Return, in their exact form, the lines that lie between the start of the data below and the line containing "pub use engine::Engine;", with both ends included.
++++++
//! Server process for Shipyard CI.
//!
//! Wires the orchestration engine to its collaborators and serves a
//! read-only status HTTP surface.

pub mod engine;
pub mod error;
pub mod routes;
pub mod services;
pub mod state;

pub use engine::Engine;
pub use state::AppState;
++++++
**Output:**
//! Server process for Shipyard CI.
//!
//! Wires the orchestration engine to its collaborators and serves a
//! read-only status HTTP surface.

pub mod engine;
pub mod error;
pub mod routes;
pub mod services;
pub mod state;

pub use engine::Engine;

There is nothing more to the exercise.